_TASK DIRECTIONS_: Search the records for the word "None" and copy every line in which it occurs.

_DATA TO USE_:
use tracing::debug;

use crate::{
    ast::{
        ast::{Block, Decl, FnDecl, Program},
        expressions::{Assign, BinaryOp, Call, Expr, UnaryOp},
        statements::Stmt,
    },
    context::Context,
    errors::errors::{ErrorImpl, InternalError},
    Position,
};

use super::types::Type;

/// Which statement an operand check is made for.
#[derive(Debug, Clone, Copy, PartialEq, Eq)]
enum IoKind {
    Read,
    Write,
}

/// Walks a resolved program and checks the type of every expression and
/// statement.
///
/// The checker never touches the symbol table. Every type it needs comes
/// from the symbols that name analysis linked onto the identifiers.
pub struct TypeChecker<'a> {
    context: &'a mut Context,
    /// Declared return type of the function being checked.
    return_type: Option<Type>,
}

/// Type checks `program`, recording diagnostics in `context`.
///
/// Must only run after name analysis finished without errors. An
/// identifier without a linked symbol is reported as an internal error.
pub fn type_check(program: &Program, context: &mut Context) -> Result<(), InternalError> {
    let errors_before = context.diagnostics.error_count();
    let mut checker = TypeChecker::new(context);

    for decl in &program.decls {
        if let Decl::Fn(decl) = decl {
            checker.check_fn_decl(decl)?;
        }
    }

    debug!(
        errors = checker.context.diagnostics.error_count() - errors_before,
        "type checking finished"
    );
    Ok(())
}

impl<'a> TypeChecker<'a> {
    pub fn new(context: &'a mut Context) -> Self {
        TypeChecker {
            context,
            return_type: None,
        }
    }

    fn error(&mut self, error: ErrorImpl, position: Position) {
        self.context.diagnostics.fatal(error, position);
    }

    pub fn check_fn_decl(&mut self, decl: &FnDecl) -> Result<(), InternalError> {
        self.return_type = Some(decl.return_type.to_type());
        let result = self.check_block(&decl.body);
        self.return_type = None;
        result
    }

    fn check_block(&mut self, block: &Block) -> Result<(), InternalError> {
        for stmt in &block.stmts {
            self.check_stmt(stmt)?;
        }
        Ok(())
    }

    pub fn check_stmt(&mut self, stmt: &Stmt) -> Result<(), InternalError> {
        match stmt {
            Stmt::Assign(assign) => {
                self.check_assign(assign)?;
            }
            Stmt::PostInc(loc) | Stmt::PostDec(loc) => {
                let ty = self.check_expr(loc)?;
                if !ty.is_error() && !ty.is_int() {
                    self.error(ErrorImpl::ArithmeticNonNumeric, loc.position());
                }
            }
            Stmt::Read(loc) => {
                let ty = self.check_expr(loc)?;
                self.check_io_operand(&ty, IoKind::Read, loc.position());
            }
            Stmt::Write(expr) => {
                let ty = self.check_expr(expr)?;
                self.check_io_operand(&ty, IoKind::Write, expr.position());
            }
            Stmt::If { cond, then_block } => {
                self.check_condition(cond, ErrorImpl::NonBoolIfCondition)?;
                self.check_block(then_block)?;
            }
            Stmt::IfElse {
                cond,
                then_block,
                else_block,
            } => {
                self.check_condition(cond, ErrorImpl::NonBoolIfCondition)?;
                self.check_block(then_block)?;
                self.check_block(else_block)?;
            }
            Stmt::While { cond, body } => {
                self.check_condition(cond, ErrorImpl::NonBoolWhileCondition)?;
                self.check_block(body)?;
            }
            Stmt::Call(call) => {
                self.check_call(call)?;
            }
            Stmt::Return { value, position } => self.check_return(value.as_ref(), *position)?,
        }
        Ok(())
    }

    fn check_condition(&mut self, cond: &Expr, error: ErrorImpl) -> Result<(), InternalError> {
        let ty = self.check_expr(cond)?;
        if !ty.is_error() && !ty.is_bool() {
            self.error(error, cond.position());
        }
        Ok(())
    }

    /// Functions, struct names and struct variables can be neither read
    /// nor written, and a void value cannot be written.
    fn check_io_operand(&mut self, ty: &Type, kind: IoKind, position: Position) {
        let error = match (ty, kind) {
            (Type::Function(..), IoKind::Read) => ErrorImpl::ReadFunction,
            (Type::Function(..), IoKind::Write) => ErrorImpl::WriteFunction,
            (Type::StructDef(_), IoKind::Read) => ErrorImpl::ReadStructName,
            (Type::StructDef(_), IoKind::Write) => ErrorImpl::WriteStructName,
            (Type::Struct(_), IoKind::Read) => ErrorImpl::ReadStructVariable,
            (Type::Struct(_), IoKind::Write) => ErrorImpl::WriteStructVariable,
            (Type::Void, IoKind::Write) => ErrorImpl::WriteVoid,
            _ => return,
        };
        self.error(error, position);
    }

    fn check_return(&mut self, value: Option<&Expr>, position: Position) -> Result<(), InternalError> {
        let return_type = self
            .return_type
            .clone()
            .ok_or(InternalError::ReturnOutsideFunction { position })?;

        match value {
            Some(value) => {
                let ty = self.check_expr(value)?;
                if return_type.is_void() {
                    self.error(ErrorImpl::ReturnValueInVoid, value.position());
                } else if !ty.compatible(&return_type) {
                    self.error(
                        ErrorImpl::BadReturnValue {
                            expected: return_type.to_string(),
                            received: ty.to_string(),
                        },
                        value.position(),
                    );
                }
            }
            // Reported without a source location
            None if !return_type.is_void() => {
                self.error(ErrorImpl::MissingReturnValue, Position::null());
            }
            None => {}
        }
        Ok(())
    }

    /// Computes the type of an expression, reporting what is wrong with it.
    ///
    /// An expression whose type cannot be determined has type `Error`, and
    /// no enclosing expression reports anything further about it.
    pub fn check_expr(&mut self, expr: &Expr) -> Result<Type, InternalError> {
        let ty = match expr {
            Expr::IntLit { .. } => Type::Int,
            Expr::StrLit { .. } => Type::String,
            Expr::True(_) | Expr::False(_) => Type::Bool,
            Expr::Id(id) => self.context.symbols.type_of(id.symbol()?),
            Expr::DotAccess(dot) => self.context.symbols.type_of(dot.field.symbol()?),
            Expr::Assign(assign) => self.check_assign(assign)?,
            Expr::Call(call) => self.check_call(call)?,
            Expr::Unary { op, operand } => self.check_unary(*op, operand)?,
            Expr::Binary { op, left, right } => self.check_binary(*op, left, right)?,
        };
        Ok(ty)
    }

    fn check_unary(&mut self, op: UnaryOp, operand: &Expr) -> Result<Type, InternalError> {
        let ty = self.check_expr(operand)?;
        if ty.is_error() {
            return Ok(Type::Error);
        }

        let (expected, error) = match op {
            UnaryOp::Negate => (Type::Int, ErrorImpl::ArithmeticNonNumeric),
            UnaryOp::Not => (Type::Bool, ErrorImpl::LogicalNonBool),
        };
        if ty != expected {
            self.error(error, operand.position());
            return Ok(Type::Error);
        }
        Ok(expected)
    }

    /// Checks each operand of an arithmetic, logical or relational operator
    /// separately, so both sides may be reported.
    fn check_operands(
        &mut self,
        left: (&Expr, Type),
        right: (&Expr, Type),
        expected: Type,
        error: ErrorImpl,
    ) -> bool {
        let mut ok = true;
        for (expr, ty) in [left, right] {
            if ty.is_error() {
                ok = false;
            } else if ty != expected {
                self.error(error.clone(), expr.position());
                ok = false;
            }
        }
        ok
    }

    fn check_binary(&mut self, op: BinaryOp, left: &Expr, right: &Expr) -> Result<Type, InternalError> {
        let left_ty = self.check_expr(left)?;
        let right_ty = self.check_expr(right)?;

        if op.is_equality() {
            return Ok(self.check_equality(left, left_ty, right_ty));
        }

        let (operand, result, error) = if op.is_arithmetic() {
            (Type::Int, Type::Int, ErrorImpl::ArithmeticNonNumeric)
        } else if op.is_logical() {
            (Type::Bool, Type::Bool, ErrorImpl::LogicalNonBool)
        } else {
            (Type::Int, Type::Bool, ErrorImpl::RelationalNonNumeric)
        };

        if self.check_operands((left, left_ty), (right, right_ty), operand, error) {
            Ok(result)
        } else {
            Ok(Type::Error)
        }
    }

    /// `==` and `!=` accept any two operands of the same type except
    /// functions, struct names, struct variables and void call results.
    fn check_equality(&mut self, left: &Expr, left_ty: Type, right_ty: Type) -> Type {
        if left_ty.is_error() || right_ty.is_error() {
            return Type::Error;
        }

        let error = if left_ty.is_void() && right_ty.is_void() {
            ErrorImpl::EqualityVoidFunctions
        } else if left_ty.is_function() && right_ty.is_function() {
            ErrorImpl::EqualityFunctions
        } else if left_ty.is_struct_def() && right_ty.is_struct_def() {
            ErrorImpl::EqualityStructNames
        } else if left_ty.is_struct() && right_ty.is_struct() {
            ErrorImpl::EqualityStructVariables
        } else if left_ty != right_ty {
            ErrorImpl::TypeMismatch {
                expected: left_ty.to_string(),
                received: right_ty.to_string(),
            }
        } else {
            return Type::Bool;
        };

        self.error(error, left.position());
        Type::Error
    }

    /// The type of an assignment is the type of its left side.
    ///
    /// A plain mismatch keeps that type so later uses are not reported
    /// again; assigning functions or structs wholesale yields `Error`.
    pub fn check_assign(&mut self, assign: &Assign) -> Result<Type, InternalError> {
        let lhs = self.check_expr(&assign.lhs)?;
        let rhs = self.check_expr(&assign.rhs)?;
        let position = assign.lhs.position();

        if lhs.is_error() || rhs.is_error() {
            return Ok(Type::Error);
        }

        let forbidden = if lhs.is_function() && rhs.is_function() {
            Some(ErrorImpl::FunctionAssignment)
        } else if lhs.is_struct_def() && rhs.is_struct_def() {
            Some(ErrorImpl::StructNameAssignment)
        } else if lhs.is_struct() && rhs.is_struct() {
            Some(ErrorImpl::StructVariableAssignment)
        } else {
            None
        };

        if let Some(error) = forbidden {
            self.error(error, position);
            return Ok(Type::Error);
        }

        if lhs != rhs {
            self.error(
                ErrorImpl::TypeMismatch {
                    expected: lhs.to_string(),
                    received: rhs.to_string(),
                },
                position,
            );
        }
        Ok(lhs)
    }

    /// The type of a call is the callee's return type, whatever is wrong
    /// with the arguments.
    pub fn check_call(&mut self, call: &Call) -> Result<Type, InternalError> {
        let callee = self.context.symbols.type_of(call.callee.symbol()?);
        let Type::Function(formals, return_type) = callee else {
            self.error(ErrorImpl::CallNonFunction, call.callee.position);
            for arg in &call.args {
                self.check_expr(arg)?;
            }
            return Ok(Type::Error);
        };

        let mut actuals = Vec::with_capacity(call.args.len());
        for arg in &call.args {
            actuals.push(self.check_expr(arg)?);
        }

        if actuals.len() != formals.len() {
            self.error(
                ErrorImpl::WrongArgumentCount {
                    expected: formals.len(),
                    received: actuals.len(),
                },
                call.callee.position,
            );
            return Ok(*return_type);
        }

        for ((arg, actual), formal) in call.args.iter().zip(&actuals).zip(&formals) {
            if !actual.compatible(formal) {
                self.error(
                    ErrorImpl::ArgumentTypeMismatch {
                        expected: formal.to_string(),
                        received: actual.to_string(),
                    },
                    arg.position(),
                );
            }
        }

        Ok(*return_type)
    }
}
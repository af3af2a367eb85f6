//! Unit tests for the lexer module.
//!
//! This module contains tests for tokenization including:
//! - Keywords and identifiers
//! - Integer literals and overflow
//! - String literals and their error cases
//! - Operators and punctuation
//! - Comments
//! - Line and column tracking

use crate::errors::diagnostics::Diagnostics;
use crate::Position;

use super::{lexer::tokenize, tokens::{Token, TokenKind}};

fn lex(source: &str) -> (Vec<Token>, Diagnostics) {
    let mut diagnostics = Diagnostics::new();
    let tokens = tokenize(source, &mut diagnostics);
    (tokens, diagnostics)
}

#[test]
fn test_tokenize_keywords() {
    let (tokens, diagnostics) =
        lex("int bool void true false struct cin cout if else while return");

    assert!(diagnostics.is_empty());
    assert_eq!(tokens[0].kind, TokenKind::Int);
    assert_eq!(tokens[1].kind, TokenKind::Bool);
    assert_eq!(tokens[2].kind, TokenKind::Void);
    assert_eq!(tokens[3].kind, TokenKind::True);
    assert_eq!(tokens[4].kind, TokenKind::False);
    assert_eq!(tokens[5].kind, TokenKind::Struct);
    assert_eq!(tokens[6].kind, TokenKind::Cin);
    assert_eq!(tokens[7].kind, TokenKind::Cout);
    assert_eq!(tokens[8].kind, TokenKind::If);
    assert_eq!(tokens[9].kind, TokenKind::Else);
    assert_eq!(tokens[10].kind, TokenKind::While);
    assert_eq!(tokens[11].kind, TokenKind::Return);
    assert_eq!(tokens[12].kind, TokenKind::EOF);
}

#[test]
fn test_tokenize_identifiers() {
    let (tokens, _) = lex("foo bar baz_123 _underscore integer");

    assert_eq!(tokens[0].kind, TokenKind::Identifier);
    assert_eq!(tokens[0].value, "foo");
    assert_eq!(tokens[2].value, "baz_123");
    assert_eq!(tokens[3].value, "_underscore");
    assert_eq!(tokens[4].kind, TokenKind::Identifier);
    assert_eq!(tokens[4].value, "integer");
    assert_eq!(tokens[5].kind, TokenKind::EOF);
}

#[test]
fn test_tokenize_numbers() {
    let (tokens, diagnostics) = lex("42 0 007");

    assert!(diagnostics.is_empty());
    assert_eq!(tokens[0].kind, TokenKind::Number);
    assert_eq!(tokens[0].value, "42");
    assert_eq!(tokens[1].value, "0");
    assert_eq!(tokens[2].value, "007");
}

#[test]
fn test_integer_too_large_is_clamped_with_warning() {
    let (tokens, diagnostics) = lex("x = 99999999999;");

    assert_eq!(tokens[2].kind, TokenKind::Number);
    assert_eq!(tokens[2].value, i32::MAX.to_string());
    assert_eq!(diagnostics.warning_count(), 1);
    assert!(!diagnostics.has_errors());
    assert_eq!(
        diagnostics.to_string(),
        "1:5 ***WARNING*** Integer literal too large; using max value\n"
    );
}

#[test]
fn test_tokenize_strings_keep_escapes() {
    let (tokens, diagnostics) = lex(r#""hello" "tab\there" "quote\"d" """#);

    assert!(diagnostics.is_empty());
    assert_eq!(tokens[0].kind, TokenKind::String);
    assert_eq!(tokens[0].value, "hello");
    assert_eq!(tokens[1].value, "tab\\there");
    assert_eq!(tokens[2].value, "quote\\\"d");
    assert_eq!(tokens[3].value, "");
    assert_eq!(tokens[4].kind, TokenKind::EOF);
}

#[test]
fn test_unterminated_string_is_ignored() {
    let (tokens, diagnostics) = lex("cout << \"oops\nx;");

    assert_eq!(tokens[0].kind, TokenKind::Cout);
    assert_eq!(tokens[1].kind, TokenKind::WriteOp);
    assert_eq!(tokens[2].kind, TokenKind::Identifier);
    assert_eq!(tokens[2].span.start, Position(2, 1));
    assert_eq!(
        diagnostics.to_string(),
        "1:9 ***ERROR*** Unterminated string literal ignored\n"
    );
}

#[test]
fn test_bad_escape_is_ignored() {
    let (tokens, diagnostics) = lex(r#""bad\q" x"#);

    assert_eq!(tokens[0].kind, TokenKind::Identifier);
    assert_eq!(
        diagnostics.messages(),
        vec!["String literal with bad escaped character ignored"]
    );
}

#[test]
fn test_unterminated_bad_escape() {
    let (_, diagnostics) = lex("\"bad\\q");

    assert_eq!(
        diagnostics.messages(),
        vec!["Unterminated string literal with bad escaped character ignored"]
    );
}

#[test]
fn test_escaped_quote_does_not_terminate() {
    let (tokens, diagnostics) = lex(r#""abc\""#);

    assert_eq!(tokens[0].kind, TokenKind::EOF);
    assert_eq!(diagnostics.messages(), vec!["Unterminated string literal ignored"]);
}

#[test]
fn test_tokenize_operators() {
    let (tokens, _) = lex("+ - * / ! && || == != < > <= >= = ++ -- << >>");

    let kinds: Vec<TokenKind> = tokens.iter().map(|token| token.kind).collect();
    assert_eq!(
        kinds,
        vec![
            TokenKind::Plus,
            TokenKind::Dash,
            TokenKind::Star,
            TokenKind::Slash,
            TokenKind::Not,
            TokenKind::And,
            TokenKind::Or,
            TokenKind::Equals,
            TokenKind::NotEquals,
            TokenKind::Less,
            TokenKind::Greater,
            TokenKind::LessEquals,
            TokenKind::GreaterEquals,
            TokenKind::Assignment,
            TokenKind::PlusPlus,
            TokenKind::MinusMinus,
            TokenKind::WriteOp,
            TokenKind::ReadOp,
            TokenKind::EOF,
        ]
    );
}

#[test]
fn test_tokenize_punctuation() {
    let (tokens, _) = lex("( ) { } . , ;");

    assert_eq!(tokens[0].kind, TokenKind::OpenParen);
    assert_eq!(tokens[1].kind, TokenKind::CloseParen);
    assert_eq!(tokens[2].kind, TokenKind::OpenCurly);
    assert_eq!(tokens[3].kind, TokenKind::CloseCurly);
    assert_eq!(tokens[4].kind, TokenKind::Dot);
    assert_eq!(tokens[5].kind, TokenKind::Comma);
    assert_eq!(tokens[6].kind, TokenKind::Semicolon);
    assert_eq!(tokens[7].kind, TokenKind::EOF);
}

#[test]
fn test_tokenize_comments() {
    let (tokens, _) = lex("int x; // trailing\n# whole line\nbool y;");

    assert_eq!(tokens[0].kind, TokenKind::Int);
    assert_eq!(tokens[1].value, "x");
    assert_eq!(tokens[2].kind, TokenKind::Semicolon);
    assert_eq!(tokens[3].kind, TokenKind::Bool);
    assert_eq!(tokens[3].span.start, Position(3, 1));
    assert_eq!(tokens[4].value, "y");
    assert_eq!(tokens[6].kind, TokenKind::EOF);
}

#[test]
fn test_tokenize_tracks_lines_and_columns() {
    let (tokens, _) = lex("void main() {\n    x = 1;\n}");

    assert_eq!(tokens[0].span.start, Position(1, 1));
    assert_eq!(tokens[1].span.start, Position(1, 6));
    assert_eq!(tokens[1].span.end, Position(1, 10));
    assert_eq!(tokens[5].value, "x");
    assert_eq!(tokens[5].span.start, Position(2, 5));
    assert_eq!(tokens[6].span.start, Position(2, 7));
    assert_eq!(tokens[9].kind, TokenKind::CloseCurly);
    assert_eq!(tokens[9].span.start, Position(3, 1));
}

#[test]
fn test_illegal_character_is_skipped() {
    let (tokens, diagnostics) = lex("int x @ ;");

    assert_eq!(tokens[0].kind, TokenKind::Int);
    assert_eq!(tokens[1].kind, TokenKind::Identifier);
    assert_eq!(tokens[2].kind, TokenKind::Semicolon);
    assert_eq!(
        diagnostics.to_string(),
        "1:7 ***ERROR*** Illegal character ignored: @\n"
    );
}

#[test]
fn test_tokenize_empty_source() {
    let (tokens, diagnostics) = lex("");

    assert_eq!(tokens.len(), 1);
    assert_eq!(tokens[0].kind, TokenKind::EOF);
    assert!(diagnostics.is_empty());
}

#[test]
fn test_tokenize_simple_program() {
    let (tokens, _) = lex("cin >> p.x;");

    assert_eq!(tokens.len(), 7);
    assert_eq!(tokens[0].kind, TokenKind::Cin);
    assert_eq!(tokens[1].kind, TokenKind::ReadOp);
    assert_eq!(tokens[2].kind, TokenKind::Identifier);
    assert_eq!(tokens[3].kind, TokenKind::Dot);
    assert_eq!(tokens[4].kind, TokenKind::Identifier);
    assert_eq!(tokens[5].kind, TokenKind::Semicolon);
    assert_eq!(tokens[6].kind, TokenKind::EOF);
}
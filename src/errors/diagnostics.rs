use std::fmt::Display;

use tracing::trace;

use crate::Position;

use super::errors::{Error, ErrorImpl};

/// Ordered collection of the diagnostics reported during one compilation.
#[derive(Debug, Clone, Default)]
pub struct Diagnostics {
    entries: Vec<Error>,
}

impl Diagnostics {
    pub fn new() -> Self {
        Self::default()
    }

    pub fn push(&mut self, error: Error) {
        trace!(%error, "diagnostic");
        self.entries.push(error);
    }

    /// Records an error. Any error blocks code generation.
    pub fn fatal(&mut self, error_impl: ErrorImpl, position: Position) {
        self.push(Error::new(error_impl, position));
    }

    pub fn warn(&mut self, error_impl: ErrorImpl, position: Position) {
        self.push(Error::warning(error_impl, position));
    }

    pub fn extend(&mut self, errors: impl IntoIterator<Item = Error>) {
        for error in errors {
            self.push(error);
        }
    }

    pub fn has_errors(&self) -> bool {
        self.entries.iter().any(Error::is_fatal)
    }

    pub fn error_count(&self) -> usize {
        self.entries.iter().filter(|error| error.is_fatal()).count()
    }

    pub fn warning_count(&self) -> usize {
        self.entries.len() - self.error_count()
    }

    pub fn len(&self) -> usize {
        self.entries.len()
    }

    pub fn is_empty(&self) -> bool {
        self.entries.is_empty()
    }

    pub fn iter(&self) -> std::slice::Iter<'_, Error> {
        self.entries.iter()
    }

    /// The rendered message of every diagnostic, without positions.
    pub fn messages(&self) -> Vec<String> {
        self.entries
            .iter()
            .map(|error| error.get_internal_error().to_string())
            .collect()
    }
}

impl<'a> IntoIterator for &'a Diagnostics {
    type Item = &'a Error;
    type IntoIter = std::slice::Iter<'a, Error>;

    fn into_iter(self) -> Self::IntoIter {
        self.entries.iter()
    }
}

impl Display for Diagnostics {
    fn fmt(&self, f: &mut std::fmt::Formatter<'_>) -> std::fmt::Result {
        for error in &self.entries {
            writeln!(f, "{}", error)?;
        }
        Ok(())
    }
}
//! This crate polls hybrid solar inverters over Modbus and keeps their latest
//! readings in a shared, lock-protected snapshot.
//!
//! Inverter models are described by register profiles. Supported profiles:
//! * Solinteg hybrid inverters (register table V00.17)
//!
//! Profiles which exist but are not mapped yet:
//! * Sermatec 10kW
//!
//! Two physical layers are supported:
//! * Modbus RTU over a serial/RS485 line, through any [embedded_io] byte stream
//!   (a host serial port adapter is provided in [port])
//! * Modbus TCP
//!
//! The serial line should be configured like so:
//! * Default baud rate: 9600
//! * Data bits: 8
//! * Stop bits: 1
//! * Parity: None
//!
//! A typical setup builds an [InverterDriver] from a [DriverConfig] and hands it
//! to the [poller], while display and telemetry code read copies of the
//! snapshot:
//!
//! ```no_run
//! use inverter_link::{DriverConfig, poller};
//!
//! let config = DriverConfig::network("192.168.1.50", 502);
//! let handle = poller::start(&config, None)?;
//! if let Some(snapshot) = handle.driver().snapshot_copy() {
//!     if snapshot.valid {
//!         println!("PV: {} W", snapshot.pv_power_w);
//!     }
//! }
//! # Ok::<(), inverter_link::error::InitError>(())
//! ```

pub mod clock;
pub mod config;
pub mod driver;
pub mod error;
pub mod frame;
pub mod poller;
pub mod port;
pub mod profile;
pub mod rtu;
pub mod scaling;
pub mod tcp;
pub mod transport;
pub mod types;

pub use config::{DriverConfig, TransportConfig};
pub use driver::InverterDriver;
pub use types::{InverterSnapshot, InverterStatus, WorkMode};

#[cfg(test)]
mod mock_serial;
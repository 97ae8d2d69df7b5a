//! Modbus RTU over a half-duplex RS485 multidrop line.
//!
//! The line may only be driven by one party at a time, so the transmit
//! direction is requested immediately before the request goes out and
//! released as soon as it has drained, before the inverter can answer.

use std::time::{Duration, Instant};

use embedded_io::{Error as _, ErrorKind, Read, ReadReady, Write};
use fugit::MillisDurationU32;
use log::{debug, warn};

use crate::error::{ModbusError, Result};
use crate::frame::{self, Frame, Registers};
use crate::transport::{DirectionControl, Transport};

/// How long to wait for a complete response.
pub const RESPONSE_TIMEOUT: MillisDurationU32 = MillisDurationU32::millis(1000);

/// Settle time after switching the transceiver to transmit.
const TURNAROUND: Duration = Duration::from_micros(100);

/// Poll interval while waiting for the next response byte.
const IDLE_WAIT: Duration = Duration::from_millis(1);

/// Serial transport over any byte stream implementing [embedded_io::Read],
/// [embedded_io::Write] & [embedded_io::ReadReady].
pub struct RtuTransport<S: Read + Write + ReadReady> {
    interface: S,
    direction: Option<DirectionControl>,
    response_timeout: MillisDurationU32,
    connected: bool,
}

impl<S: Read + Write + ReadReady> RtuTransport<S> {
    pub fn new(interface: S, direction: Option<DirectionControl>) -> Self {
        Self {
            interface,
            direction,
            response_timeout: RESPONSE_TIMEOUT,
            connected: false,
        }
    }

    pub fn with_response_timeout(mut self, timeout: MillisDurationU32) -> Self {
        self.response_timeout = timeout;
        self
    }

    pub fn interface(&self) -> &S {
        &self.interface
    }

    fn set_direction(&mut self, transmit: bool) {
        if let Some(direction) = self.direction.as_mut() {
            direction(transmit);
            if transmit {
                std::thread::sleep(TURNAROUND);
            }
        }
    }

    /// Throw away anything left on the line from an earlier exchange.
    fn discard_pending(&mut self) {
        let mut scratch = [0u8; 16];
        while let Ok(true) = self.interface.read_ready() {
            match self.interface.read(&mut scratch) {
                Ok(0) | Err(_) => break,
                Ok(n) => debug!("Discarded {n} stale bytes"),
            }
        }
    }

    fn transmit(&mut self, request: &[u8]) -> Result<()> {
        self.discard_pending();

        self.set_direction(true);
        let sent = self
            .interface
            .write_all(request)
            .and_then(|_| self.interface.flush());
        // Always hand the line back, even if the write failed.
        self.set_direction(false);

        sent.map_err(|e| {
            warn!("Serial write failed: {:?}", e.kind());
            ModbusError::NotConnected
        })
    }

    fn read_byte(&mut self) -> Result<Option<u8>> {
        let mut byte = [0u8; 1];
        match self.interface.read(&mut byte) {
            Ok(1) => Ok(Some(byte[0])),
            Ok(_) => Ok(None),
            Err(e) => match e.kind() {
                ErrorKind::TimedOut | ErrorKind::Interrupted => Ok(None),
                kind => {
                    warn!("Serial read failed: {kind:?}");
                    Err(ModbusError::NotConnected)
                }
            },
        }
    }

    /// Collect a response byte by byte until it is complete or the deadline passes.
    ///
    /// The expected length is `success_len`, unless the function code turns
    /// out to carry the exception flag.
    fn receive(&mut self, success_len: usize) -> Result<Frame> {
        let deadline = Instant::now() + Duration::from_millis(self.response_timeout.to_millis() as u64);
        let mut response = Frame::new();
        let mut expected = success_len;

        while response.len() < expected {
            if Instant::now() >= deadline {
                return Err(if response.is_empty() {
                    ModbusError::Timeout
                } else {
                    ModbusError::IncompleteFrame
                });
            }
            match self.read_byte()? {
                Some(byte) => {
                    response
                        .push(byte)
                        .map_err(|_| ModbusError::IncompleteFrame)?;
                    if response.len() == 2 {
                        expected = frame::rtu_response_len(byte, success_len);
                    }
                }
                None => std::thread::sleep(IDLE_WAIT),
            }
        }
        Ok(response)
    }

    fn ensure_connected(&self) -> Result<()> {
        if self.connected {
            Ok(())
        } else {
            Err(ModbusError::NotConnected)
        }
    }
}

impl<S: Read + Write + ReadReady + Send> Transport for RtuTransport<S> {
    fn connect(&mut self) -> Result<()> {
        // The UART is configured when the port is opened, so there is no link to establish.
        self.connected = true;
        Ok(())
    }

    fn disconnect(&mut self) {
        self.connected = false;
    }

    fn is_connected(&self) -> bool {
        self.connected
    }

    fn read_holding_registers(
        &mut self,
        unit_id: u8,
        address: u16,
        count: u8,
    ) -> Result<Registers> {
        self.ensure_connected()?;
        let request = frame::rtu_read_request(unit_id, address, count)?;
        self.transmit(&request)?;
        let response = self.receive(frame::rtu_read_response_len(count))?;
        frame::parse_rtu_read_response(unit_id, count, &response)
    }

    fn write_single_register(&mut self, unit_id: u8, address: u16, value: u16) -> Result<()> {
        self.ensure_connected()?;
        let request = frame::rtu_write_request(unit_id, address, value)?;
        self.transmit(&request)?;
        let response = self.receive(frame::RTU_WRITE_LEN)?;
        frame::parse_rtu_write_response(&request, &response)
    }
}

_TASK RESPONSE_:
            return_type: None,
        self.return_type = None;
            None if !return_type.is_void() => {
            None => {}
            None
//! * Parity: None
//! let handle = poller::start(&config, None)?;
            Ok(_) => Ok(None),
                ErrorKind::TimedOut | ErrorKind::Interrupted => Ok(None),
                None => std::thread::sleep(IDLE_WAIT),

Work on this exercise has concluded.